Evette’s uses family recipes as the foundation for tacos arabes, quesabirria, and pita nachos

Whipped feta in a bowl with cut carrots and radishes.
Whipped feta and vegetables are one of the non-meaty options at Evette’s.
Barry Brecheisen/Eater Chicago
Ashok Selvam is the editor of Eater Chicago and a native Chicagoan armed with more than two decades of award-winning journalism. Now covering the world of restaurants and food, his nut graphs are super nutty.

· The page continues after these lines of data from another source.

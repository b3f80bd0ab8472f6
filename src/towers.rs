use anyhow::{bail, Context, Result};
use serde::{Deserialize, Serialize};
use serde_json::{json, Value};
use std::fmt;

use crate::map::camera::LngLat;

// Seed data shipped with the binary
const SEED_TOWERS: &str = include_str!("data/towers.json");

#[derive(Debug, Clone, Copy, PartialEq, Eq, Default, Serialize, Deserialize)]
pub enum FeatureTag {
    #[default]
    Feature,
}

#[derive(Debug, Clone, Copy, PartialEq, Eq, Default, Serialize, Deserialize)]
pub enum GeometryTag {
    #[default]
    Point,
}

#[derive(Debug, Clone, PartialEq, Serialize, Deserialize)]
pub struct TowerProperties {
    #[serde(rename = "panel-info")]
    pub panel_info: String,
    #[serde(rename = "maki")]
    pub icon_ref: String,
    pub name: String,
    #[serde(rename = "src")]
    pub image_src: String,
    #[serde(rename = "desc")]
    pub description: String,
    pub pitch: f64,
    pub bearing: f64,
    pub zoom: f64,
}

#[derive(Debug, Clone, PartialEq, Serialize, Deserialize)]
pub struct PointGeometry {
    /// `None` when the coordinate text could not be parsed.
    pub coordinates: Option<LngLat>,
    #[serde(rename = "type", default)]
    pub kind: GeometryTag,
}

/// A tower as a GeoJSON point feature.
#[derive(Debug, Clone, PartialEq, Serialize, Deserialize)]
pub struct PointFeature {
    #[serde(rename = "type", default)]
    pub kind: FeatureTag,
    pub properties: TowerProperties,
    pub geometry: PointGeometry,
    #[serde(default)]
    pub id: String,
}

impl PointFeature {
    pub fn new(id: impl Into<String>, properties: TowerProperties, coordinates: Option<LngLat>) -> Self {
        Self {
            kind: FeatureTag::Feature,
            properties,
            geometry: PointGeometry {
                coordinates,
                kind: GeometryTag::Point,
            },
            id: id.into(),
        }
    }

    pub fn coordinates(&self) -> Option<LngLat> {
        self.geometry.coordinates
    }
}

#[derive(Debug, Deserialize)]
struct SeedCollection {
    features: Vec<PointFeature>,
}

/// Returned (inside `anyhow::Error`) when an id has no tower.
#[derive(Debug, Clone, PartialEq, Eq)]
pub struct TowerNotFound(pub String);

impl fmt::Display for TowerNotFound {
    fn fmt(&self, f: &mut fmt::Formatter<'_>) -> fmt::Result {
        write!(f, "Tower '{}' not found", self.0)
    }
}

impl std::error::Error for TowerNotFound {}

/// Parses `"lng, lat"`. Anything other than exactly two finite, in-range numbers yields `None`.
pub fn parse_coordinates(text: &str) -> Option<LngLat> {
    let parts: Vec<&str> = text.split(',').map(str::trim).collect();
    if parts.len() != 2 {
        return None;
    }
    let lng = parts[0].parse::<f64>().ok()?;
    let lat = parts[1].parse::<f64>().ok()?;
    let point = LngLat::new(lng, lat);
    point.is_valid().then_some(point)
}

fn to_base36(mut value: u64) -> String {
    const DIGITS: &[u8] = b"0123456789abcdefghijklmnopqrstuvwxyz";
    if value == 0 {
        return "0".to_string();
    }
    let mut out = Vec::new();
    while value > 0 {
        out.push(DIGITS[(value % 36) as usize]);
        value /= 36;
    }
    out.reverse();
    String::from_utf8_lossy(&out).into_owned()
}

/// Millisecond timestamp in base 36 followed by six random characters.
pub fn generate_id() -> String {
    let millis = chrono::Utc::now().timestamp_millis().max(0) as u64;
    let random = uuid::Uuid::new_v4().simple().to_string();
    format!("{}{}", to_base36(millis), &random[..6])
}

/// Ordered tower collection; insertion order is navigation order.
#[derive(Debug, Clone, Default)]
pub struct TowerStore {
    features: Vec<PointFeature>,
}

impl TowerStore {
    pub fn new() -> Self {
        Self::default()
    }

    pub fn seeded() -> Result<Self> {
        Self::from_json(SEED_TOWERS).context("Failed to load built-in tower data")
    }

    pub fn from_json(data: &str) -> Result<Self> {
        let seed: SeedCollection = serde_json::from_str(data).context("Invalid tower collection")?;
        let mut store = Self::new();
        for feature in seed.features {
            store.add(feature)?;
        }
        Ok(store)
    }

    pub fn len(&self) -> usize {
        self.features.len()
    }

    #[cfg(test)]
    pub fn is_empty(&self) -> bool {
        self.features.is_empty()
    }

    pub fn features(&self) -> &[PointFeature] {
        &self.features
    }

    pub fn get(&self, id: &str) -> Option<&PointFeature> {
        self.features.iter().find(|f| f.id == id)
    }

    pub fn position(&self, id: &str) -> Option<usize> {
        self.features.iter().position(|f| f.id == id)
    }

    /// Appends a tower, generating an id when it has none.
    pub fn add(&mut self, mut feature: PointFeature) -> Result<&PointFeature> {
        if feature.id.trim().is_empty() {
            feature.id = generate_id();
        }
        if self.get(&feature.id).is_some() {
            bail!("Tower '{}' already exists", feature.id);
        }
        self.features.push(feature);
        Ok(&self.features[self.features.len() - 1])
    }

    /// Replaces the tower in place. The stored id and position never change.
    pub fn edit(&mut self, id: &str, mut updated: PointFeature) -> Result<&PointFeature> {
        let index = self
            .position(id)
            .ok_or_else(|| TowerNotFound(id.to_string()))?;
        updated.id = id.to_string();
        self.features[index] = updated;
        Ok(&self.features[index])
    }

    pub fn delete(&mut self, id: &str) -> Result<PointFeature> {
        let index = self
            .position(id)
            .ok_or_else(|| TowerNotFound(id.to_string()))?;
        Ok(self.features.remove(index))
    }

    /// Distinct icon references, first-seen order.
    pub fn icon_refs(&self) -> Vec<String> {
        let mut refs: Vec<String> = Vec::new();
        for feature in &self.features {
            if !refs.contains(&feature.properties.icon_ref) {
                refs.push(feature.properties.icon_ref.clone());
            }
        }
        refs
    }

    /// Full collection, including towers without coordinates.
    pub fn to_geojson(&self) -> Value {
        json!({ "type": "FeatureCollection", "features": self.features })
    }

    /// Collection for the map source; towers without coordinates are left out.
    pub fn renderable_geojson(&self) -> Value {
        let features: Vec<&PointFeature> = self
            .features
            .iter()
            .filter(|f| f.coordinates().is_some())
            .collect();
        json!({ "type": "FeatureCollection", "features": features })
    }
}
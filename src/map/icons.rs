use anyhow::{bail, Context, Result};
use image::{DynamicImage, GenericImageView, ImageFormat};
use std::collections::HashMap;
use std::io::Cursor;
use std::sync::{Mutex, PoisonError};
use std::time::Duration;

use crate::constants::{ICON_FETCH_TIMEOUT_SECS, ICON_SIZE};

/// A decoded icon, re-encoded as PNG for serving.
#[derive(Debug, Clone)]
pub struct IconImage {
    pub width: u32,
    pub height: u32,
    pub png: Vec<u8>,
}

/// Icons registered with the map, keyed by the reference towers use for them.
pub struct IconRegistry {
    client: reqwest::Client,
    icons: Mutex<HashMap<String, IconImage>>,
}

impl IconRegistry {
    pub fn new() -> Result<Self> {
        let client = reqwest::Client::builder()
            .timeout(Duration::from_secs(ICON_FETCH_TIMEOUT_SECS))
            .build()
            .context("Failed to build icon HTTP client")?;
        Ok(Self {
            client,
            icons: Mutex::new(HashMap::new()),
        })
    }

    pub fn has_image(&self, reference: &str) -> bool {
        self.icons
            .lock()
            .unwrap_or_else(PoisonError::into_inner)
            .contains_key(reference)
    }

    pub fn get(&self, reference: &str) -> Option<IconImage> {
        self.icons
            .lock()
            .unwrap_or_else(PoisonError::into_inner)
            .get(reference)
            .cloned()
    }

    pub fn add_image(&self, reference: &str, icon: IconImage) {
        self.icons
            .lock()
            .unwrap_or_else(PoisonError::into_inner)
            .insert(reference.to_string(), icon);
    }

    #[cfg(test)]
    pub fn len(&self) -> usize {
        self.icons.lock().unwrap_or_else(PoisonError::into_inner).len()
    }

    /// Fetches (http/https) or reads (local path) an icon and decodes it.
    pub async fn load_image(&self, reference: &str) -> Result<IconImage> {
        let bytes = if reference.starts_with("http://") || reference.starts_with("https://") {
            let response = self
                .client
                .get(reference)
                .send()
                .await
                .with_context(|| format!("Failed to fetch icon {}", reference))?;
            if !response.status().is_success() {
                bail!("Icon {} returned HTTP {}", reference, response.status());
            }
            response
                .bytes()
                .await
                .with_context(|| format!("Failed to read icon body {}", reference))?
                .to_vec()
        } else {
            tokio::fs::read(reference)
                .await
                .with_context(|| format!("Failed to read icon file {}", reference))?
        };

        decode_icon(&bytes).with_context(|| format!("Failed to decode icon {}", reference))
    }

    /// Loads and registers every reference not yet registered. A failed icon is
    /// skipped and reported; it never stops the others.
    pub async fn load_missing<I>(&self, references: I) -> Vec<(String, anyhow::Error)>
    where
        I: IntoIterator<Item = String>,
    {
        let mut failures = Vec::new();
        for reference in references {
            if reference.is_empty() || self.has_image(&reference) {
                continue;
            }
            match self.load_image(&reference).await {
                Ok(icon) => {
                    tracing::info!("🖼️  Registered icon {} ({}x{})", reference, icon.width, icon.height);
                    self.add_image(&reference, icon);
                }
                Err(e) => {
                    tracing::error!("❌ Icon registration failed: {:#}", e);
                    failures.push((reference, e));
                }
            }
        }
        failures
    }
}

/// Decodes an image and shrinks it to fit the icon box, preserving aspect ratio.
pub fn decode_icon(bytes: &[u8]) -> Result<IconImage> {
    let img = image::load_from_memory(bytes)?;
    let img: DynamicImage = if img.width() > ICON_SIZE || img.height() > ICON_SIZE {
        img.resize(ICON_SIZE, ICON_SIZE, image::imageops::FilterType::Triangle)
    } else {
        img
    };
    let (width, height) = img.dimensions();

    let mut png = Vec::new();
    img.write_to(&mut Cursor::new(&mut png), ImageFormat::Png)
        .context("Failed to encode icon as PNG")?;

    Ok(IconImage { width, height, png })
}

#[cfg(test)]
mod tests {
    use super::*;
    use std::path::PathBuf;

    fn scratch_dir() -> PathBuf {
        let dir = std::env::temp_dir().join(format!("towermap-icons-{}", uuid::Uuid::new_v4()));
        std::fs::create_dir_all(&dir).unwrap();
        dir
    }

    fn write_png(path: &PathBuf, width: u32, height: u32) {
        let img = image::RgbaImage::from_pixel(width, height, image::Rgba([255, 0, 0, 255]));
        img.save(path).unwrap();
    }

    #[test]
    fn large_icons_are_scaled_into_the_box() {
        let img = image::RgbaImage::from_pixel(256, 128, image::Rgba([0, 0, 255, 255]));
        let mut bytes = Vec::new();
        DynamicImage::ImageRgba8(img)
            .write_to(&mut Cursor::new(&mut bytes), ImageFormat::Png)
            .unwrap();

        let icon = decode_icon(&bytes).unwrap();
        assert_eq!((icon.width, icon.height), (64, 32));
        assert!(image::load_from_memory(&icon.png).is_ok());
    }

    #[test]
    fn garbage_is_rejected() {
        assert!(decode_icon(b"definitely not an image").is_err());
    }

    #[tokio::test]
    async fn failed_icon_does_not_block_others() {
        let dir = scratch_dir();
        let good = dir.join("pin.png");
        write_png(&good, 16, 16);
        let broken = dir.join("broken.png");
        std::fs::write(&broken, b"nope").unwrap();
        let missing = dir.join("missing.png");

        let registry = IconRegistry::new().unwrap();
        let refs = vec![
            broken.to_string_lossy().to_string(),
            good.to_string_lossy().to_string(),
            missing.to_string_lossy().to_string(),
        ];
        let failures = registry.load_missing(refs).await;

        assert_eq!(failures.len(), 2);
        assert!(registry.has_image(&good.to_string_lossy()));
        assert_eq!(registry.len(), 1);
        assert_eq!(registry.get(&good.to_string_lossy()).unwrap().width, 16);
    }

    #[tokio::test]
    async fn registered_icons_are_not_reloaded() {
        let dir = scratch_dir();
        let path = dir.join("pin.png");
        write_png(&path, 8, 8);
        let reference = path.to_string_lossy().to_string();

        let registry = IconRegistry::new().unwrap();
        assert!(registry.load_missing(vec![reference.clone()]).await.is_empty());

        // Remove the file: a second pass must not try to read it again
        std::fs::remove_file(&path).unwrap();
        assert!(registry.load_missing(vec![reference.clone()]).await.is_empty());
        assert!(registry.has_image(&reference));
    }
}
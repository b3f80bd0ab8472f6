use serde::{Deserialize, Serialize};
use serde_json::Value;

use crate::map::camera::CameraState;
use crate::view::{TowerForm, ViewState};

// SSE Event types
#[derive(Debug, Clone, Serialize, Deserialize)]
pub struct MapEvent {
    pub event_type: String,
    pub data: MapEventData,
}

#[derive(Debug, Clone, Serialize, Deserialize, Default)]
pub struct MapEventData {
    pub camera: Option<CameraState>,
    pub layer: Option<String>,
    pub property: Option<String>,
    pub value: Option<Value>,
    pub tower_id: Option<String>,
    pub view: Option<ViewState>,
    pub form: Option<TowerForm>,
    pub source: Option<Value>,
    pub message: Option<String>,
}

impl MapEvent {
    pub fn new(event_type: &str, data: MapEventData) -> Self {
        Self {
            event_type: event_type.to_string(),
            data,
        }
    }

    pub fn camera(camera: &CameraState) -> Self {
        Self::new(
            "camera",
            MapEventData {
                camera: Some(*camera),
                ..Default::default()
            },
        )
    }

    pub fn paint(layer: &str, property: &str, value: Value) -> Self {
        Self::new(
            "paint",
            MapEventData {
                layer: Some(layer.to_string()),
                property: Some(property.to_string()),
                value: Some(value),
                ..Default::default()
            },
        )
    }

    pub fn view(view: &ViewState) -> Self {
        Self::new(
            "view",
            MapEventData {
                view: Some(view.clone()),
                ..Default::default()
            },
        )
    }

    /// Camera-driven refresh of the open panel's form.
    pub fn form(form: &TowerForm) -> Self {
        Self::new(
            "form",
            MapEventData {
                form: Some(form.clone()),
                ..Default::default()
            },
        )
    }

    pub fn arrival(tower_id: &str) -> Self {
        Self::new(
            "arrival",
            MapEventData {
                tower_id: Some(tower_id.to_string()),
                ..Default::default()
            },
        )
    }

    pub fn source(data: Value) -> Self {
        Self::new(
            "source",
            MapEventData {
                source: Some(data),
                ..Default::default()
            },
        )
    }

    pub fn heartbeat() -> Self {
        Self::new(
            "heartbeat",
            MapEventData {
                message: Some("SSE connection alive".to_string()),
                ..Default::default()
            },
        )
    }
}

Evette’s, a Lebanese-Mexican restaurant that developed from a chef’s enthusiasm in tracing his family’s roots and melding them with a love from Mexican food, has opened in Lincoln Park. Chef Mitchell AbouJamra is joined by co-conspirator chef Rafa Esparza (Finom Coffee, Dorian’s) in serving shawarma, kofta meatball subs, and taco arabes. AbouJamra is using family recipes for fattoush and blending old and new schools for items like pita nachos.

Two folks behind a kitchen and smiling.
Mitchell AbuJamra and Rafa Esparza at Evette’s.

The idea is to present these combined Lebanese and Mexican flavors in a manner familiar to Chicagoans. The city’s has hundreds of hot dog stands (the tenant prior to Evette’s was The Dog Joint), and the ritual of watching workers inside an open kitchen grill, boil, or deep fry hot dogs is a regular happenstance in Chicago. That’s the atmosphere that AbouJamra and Esparza are trying to recreate. But instead of encased meats, customers will see trompos rotating in the background with meats on a spit.

A Lebanese salad in a bowl with pita.
Fattoush salad from a family recipe.

Esparza says opening day on Thursday was successful that they ran out of food in two hours. That’s a good sign as the duo hopes they can open more restaurants while educating the public, to give them a lesson in culinary anthropology. Esparza believes Americans give the Spanish too much credit for the country’s influence on Mexican cuisine. It’s time to put a spotlight on the people who were there before those colonists.

Three tacos in a plate. Barry Brecheisen/Eater Chicago
A rolled up wrap wrapped in paper with meat and veggies stuffed inside.
Griddled bread stuffed with chopped lamb and cheese.

Evette’s lamb melt.

But learning can be fun, as the chefs have added quesabirria to the menu, a cheesy taco that’s gaining popularity this summer in big cities across the country. While the recipes are time honored passed on generations through AbouJamra’s family, Evette’s menu aims to allow the chefs to be creative and to add items on the fly.

Evette’s is now open for takeout with limited seating in Lincoln Park, a few feet west from the Park West theater. They’ll be open 5 p.m. to 10 p.m. until Monday when the restaurant will switch to regular hours.

Evette’s, 350 W. Armitage Avenue, now open; regular hours start Monday, October 19 from 11 a.m. to 10 p.m. daily.